# Problem requirements:
The number of lines in the entries below holding the word "longest" is all that is needed here.

# Data for review:
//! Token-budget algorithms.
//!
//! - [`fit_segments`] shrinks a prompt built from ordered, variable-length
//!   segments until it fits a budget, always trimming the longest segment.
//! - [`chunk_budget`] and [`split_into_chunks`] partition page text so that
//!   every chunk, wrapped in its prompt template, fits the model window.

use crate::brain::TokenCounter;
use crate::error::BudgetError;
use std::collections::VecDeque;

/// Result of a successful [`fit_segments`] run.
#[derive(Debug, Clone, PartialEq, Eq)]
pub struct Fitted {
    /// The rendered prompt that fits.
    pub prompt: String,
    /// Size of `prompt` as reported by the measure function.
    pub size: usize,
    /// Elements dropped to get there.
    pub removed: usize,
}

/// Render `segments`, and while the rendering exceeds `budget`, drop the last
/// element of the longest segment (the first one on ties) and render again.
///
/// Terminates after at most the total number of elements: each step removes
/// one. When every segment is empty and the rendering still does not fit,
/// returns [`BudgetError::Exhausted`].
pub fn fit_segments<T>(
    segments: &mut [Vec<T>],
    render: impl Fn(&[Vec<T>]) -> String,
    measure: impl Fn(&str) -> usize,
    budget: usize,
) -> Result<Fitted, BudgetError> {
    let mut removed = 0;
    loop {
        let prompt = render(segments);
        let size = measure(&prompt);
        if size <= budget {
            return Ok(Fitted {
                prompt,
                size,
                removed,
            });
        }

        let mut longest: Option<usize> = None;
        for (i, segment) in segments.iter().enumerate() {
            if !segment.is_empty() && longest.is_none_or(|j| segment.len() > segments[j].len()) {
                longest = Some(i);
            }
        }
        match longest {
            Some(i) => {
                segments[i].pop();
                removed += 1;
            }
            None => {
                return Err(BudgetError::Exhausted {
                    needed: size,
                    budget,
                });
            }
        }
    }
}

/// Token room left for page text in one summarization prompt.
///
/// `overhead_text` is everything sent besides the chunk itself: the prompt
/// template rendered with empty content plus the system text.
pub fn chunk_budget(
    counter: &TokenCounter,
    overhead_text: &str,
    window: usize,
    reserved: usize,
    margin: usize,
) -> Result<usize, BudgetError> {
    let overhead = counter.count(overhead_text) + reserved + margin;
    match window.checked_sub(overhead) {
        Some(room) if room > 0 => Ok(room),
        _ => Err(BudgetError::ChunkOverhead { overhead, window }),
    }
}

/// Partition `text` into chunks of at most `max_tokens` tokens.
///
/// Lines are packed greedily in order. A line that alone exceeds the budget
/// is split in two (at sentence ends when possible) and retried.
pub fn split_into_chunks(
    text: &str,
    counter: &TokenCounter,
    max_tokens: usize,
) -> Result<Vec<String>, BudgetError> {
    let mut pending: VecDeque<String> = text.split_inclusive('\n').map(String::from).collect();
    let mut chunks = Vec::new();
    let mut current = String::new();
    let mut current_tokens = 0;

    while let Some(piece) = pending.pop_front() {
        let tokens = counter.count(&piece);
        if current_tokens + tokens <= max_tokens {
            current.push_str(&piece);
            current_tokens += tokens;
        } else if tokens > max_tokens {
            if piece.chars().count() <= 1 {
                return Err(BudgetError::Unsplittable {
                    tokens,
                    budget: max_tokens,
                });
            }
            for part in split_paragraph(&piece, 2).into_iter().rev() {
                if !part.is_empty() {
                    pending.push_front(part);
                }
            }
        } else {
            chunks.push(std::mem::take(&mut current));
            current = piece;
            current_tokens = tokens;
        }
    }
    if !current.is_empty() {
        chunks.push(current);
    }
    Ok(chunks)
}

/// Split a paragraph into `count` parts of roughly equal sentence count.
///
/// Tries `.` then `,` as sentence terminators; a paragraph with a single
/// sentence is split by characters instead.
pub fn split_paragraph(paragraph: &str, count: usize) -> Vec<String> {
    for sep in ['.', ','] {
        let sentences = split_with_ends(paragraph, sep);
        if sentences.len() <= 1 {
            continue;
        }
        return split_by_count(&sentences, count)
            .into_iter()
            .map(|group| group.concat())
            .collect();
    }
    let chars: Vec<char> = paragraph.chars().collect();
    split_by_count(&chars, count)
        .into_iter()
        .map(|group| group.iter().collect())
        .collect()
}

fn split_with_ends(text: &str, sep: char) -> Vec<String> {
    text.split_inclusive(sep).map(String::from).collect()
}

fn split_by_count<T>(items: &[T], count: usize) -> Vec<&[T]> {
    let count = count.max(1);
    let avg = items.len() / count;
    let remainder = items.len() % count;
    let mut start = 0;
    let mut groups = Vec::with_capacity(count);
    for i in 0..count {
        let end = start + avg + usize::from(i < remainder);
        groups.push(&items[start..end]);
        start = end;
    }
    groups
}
* * *
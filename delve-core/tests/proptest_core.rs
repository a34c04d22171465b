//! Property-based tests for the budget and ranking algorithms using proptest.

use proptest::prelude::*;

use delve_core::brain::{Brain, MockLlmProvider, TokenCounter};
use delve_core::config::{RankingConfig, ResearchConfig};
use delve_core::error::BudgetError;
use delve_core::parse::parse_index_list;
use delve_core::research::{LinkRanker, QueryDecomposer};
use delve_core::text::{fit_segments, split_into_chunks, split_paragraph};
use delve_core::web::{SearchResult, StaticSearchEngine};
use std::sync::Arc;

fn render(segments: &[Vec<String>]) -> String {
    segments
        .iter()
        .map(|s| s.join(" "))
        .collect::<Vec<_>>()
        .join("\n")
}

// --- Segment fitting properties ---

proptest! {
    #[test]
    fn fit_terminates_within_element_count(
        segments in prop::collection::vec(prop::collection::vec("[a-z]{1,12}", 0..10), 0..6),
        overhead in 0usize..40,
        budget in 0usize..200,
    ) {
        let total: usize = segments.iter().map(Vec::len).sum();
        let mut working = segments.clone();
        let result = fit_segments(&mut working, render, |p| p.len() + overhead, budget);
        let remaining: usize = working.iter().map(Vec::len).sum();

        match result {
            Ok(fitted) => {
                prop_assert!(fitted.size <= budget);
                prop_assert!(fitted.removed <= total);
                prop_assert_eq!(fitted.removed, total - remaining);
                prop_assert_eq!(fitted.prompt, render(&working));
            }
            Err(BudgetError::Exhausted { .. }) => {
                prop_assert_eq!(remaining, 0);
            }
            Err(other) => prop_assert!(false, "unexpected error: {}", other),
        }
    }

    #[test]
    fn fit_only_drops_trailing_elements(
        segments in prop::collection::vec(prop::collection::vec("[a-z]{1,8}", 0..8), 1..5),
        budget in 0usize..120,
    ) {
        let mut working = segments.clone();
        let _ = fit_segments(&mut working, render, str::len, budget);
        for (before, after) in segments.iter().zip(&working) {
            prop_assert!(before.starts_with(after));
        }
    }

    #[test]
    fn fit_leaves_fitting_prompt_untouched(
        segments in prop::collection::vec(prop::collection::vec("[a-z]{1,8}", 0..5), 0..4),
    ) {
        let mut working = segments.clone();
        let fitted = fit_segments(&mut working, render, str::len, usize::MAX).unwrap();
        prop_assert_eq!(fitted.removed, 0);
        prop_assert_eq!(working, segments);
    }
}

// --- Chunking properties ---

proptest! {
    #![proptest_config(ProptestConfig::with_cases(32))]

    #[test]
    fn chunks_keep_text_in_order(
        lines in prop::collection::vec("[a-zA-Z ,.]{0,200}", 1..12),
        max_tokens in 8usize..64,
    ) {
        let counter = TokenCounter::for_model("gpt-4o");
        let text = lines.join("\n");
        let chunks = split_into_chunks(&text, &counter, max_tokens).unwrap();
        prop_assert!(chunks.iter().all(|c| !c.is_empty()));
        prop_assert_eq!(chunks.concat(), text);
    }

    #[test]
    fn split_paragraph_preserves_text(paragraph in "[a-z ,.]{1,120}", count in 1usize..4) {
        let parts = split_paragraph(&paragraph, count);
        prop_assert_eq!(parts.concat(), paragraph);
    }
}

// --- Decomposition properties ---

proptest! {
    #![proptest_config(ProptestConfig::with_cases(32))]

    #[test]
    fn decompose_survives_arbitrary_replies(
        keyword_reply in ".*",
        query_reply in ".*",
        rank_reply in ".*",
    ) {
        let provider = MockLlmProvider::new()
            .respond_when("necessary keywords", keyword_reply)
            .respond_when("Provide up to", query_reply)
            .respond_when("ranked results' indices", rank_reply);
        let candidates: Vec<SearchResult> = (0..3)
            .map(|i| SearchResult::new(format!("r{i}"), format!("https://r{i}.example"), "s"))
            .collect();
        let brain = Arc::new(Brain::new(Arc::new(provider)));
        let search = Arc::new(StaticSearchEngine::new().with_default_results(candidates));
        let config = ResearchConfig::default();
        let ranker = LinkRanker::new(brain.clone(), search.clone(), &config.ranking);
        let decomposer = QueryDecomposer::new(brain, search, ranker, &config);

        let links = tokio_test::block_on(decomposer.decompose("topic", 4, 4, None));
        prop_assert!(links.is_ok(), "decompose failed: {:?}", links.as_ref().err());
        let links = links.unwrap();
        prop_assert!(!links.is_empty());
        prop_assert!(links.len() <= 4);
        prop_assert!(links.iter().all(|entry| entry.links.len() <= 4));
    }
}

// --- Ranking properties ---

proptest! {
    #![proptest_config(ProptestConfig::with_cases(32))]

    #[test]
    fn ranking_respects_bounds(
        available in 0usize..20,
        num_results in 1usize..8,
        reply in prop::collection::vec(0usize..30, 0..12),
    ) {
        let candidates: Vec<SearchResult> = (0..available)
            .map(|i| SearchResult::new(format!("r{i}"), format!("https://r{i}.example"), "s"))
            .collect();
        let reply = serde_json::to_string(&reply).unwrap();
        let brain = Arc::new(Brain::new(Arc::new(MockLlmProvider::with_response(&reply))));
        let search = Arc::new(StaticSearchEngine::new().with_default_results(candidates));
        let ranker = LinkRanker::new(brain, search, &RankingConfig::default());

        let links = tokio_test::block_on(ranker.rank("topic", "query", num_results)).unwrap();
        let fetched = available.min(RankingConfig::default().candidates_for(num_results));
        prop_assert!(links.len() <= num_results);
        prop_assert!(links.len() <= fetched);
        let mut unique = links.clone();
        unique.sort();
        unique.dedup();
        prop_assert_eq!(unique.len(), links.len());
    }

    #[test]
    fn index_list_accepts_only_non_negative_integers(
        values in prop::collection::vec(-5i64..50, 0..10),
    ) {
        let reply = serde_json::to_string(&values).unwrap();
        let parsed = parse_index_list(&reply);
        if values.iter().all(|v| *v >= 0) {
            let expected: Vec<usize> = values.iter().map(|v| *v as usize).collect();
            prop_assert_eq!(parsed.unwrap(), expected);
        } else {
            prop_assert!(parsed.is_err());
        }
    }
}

# Exercise result:
6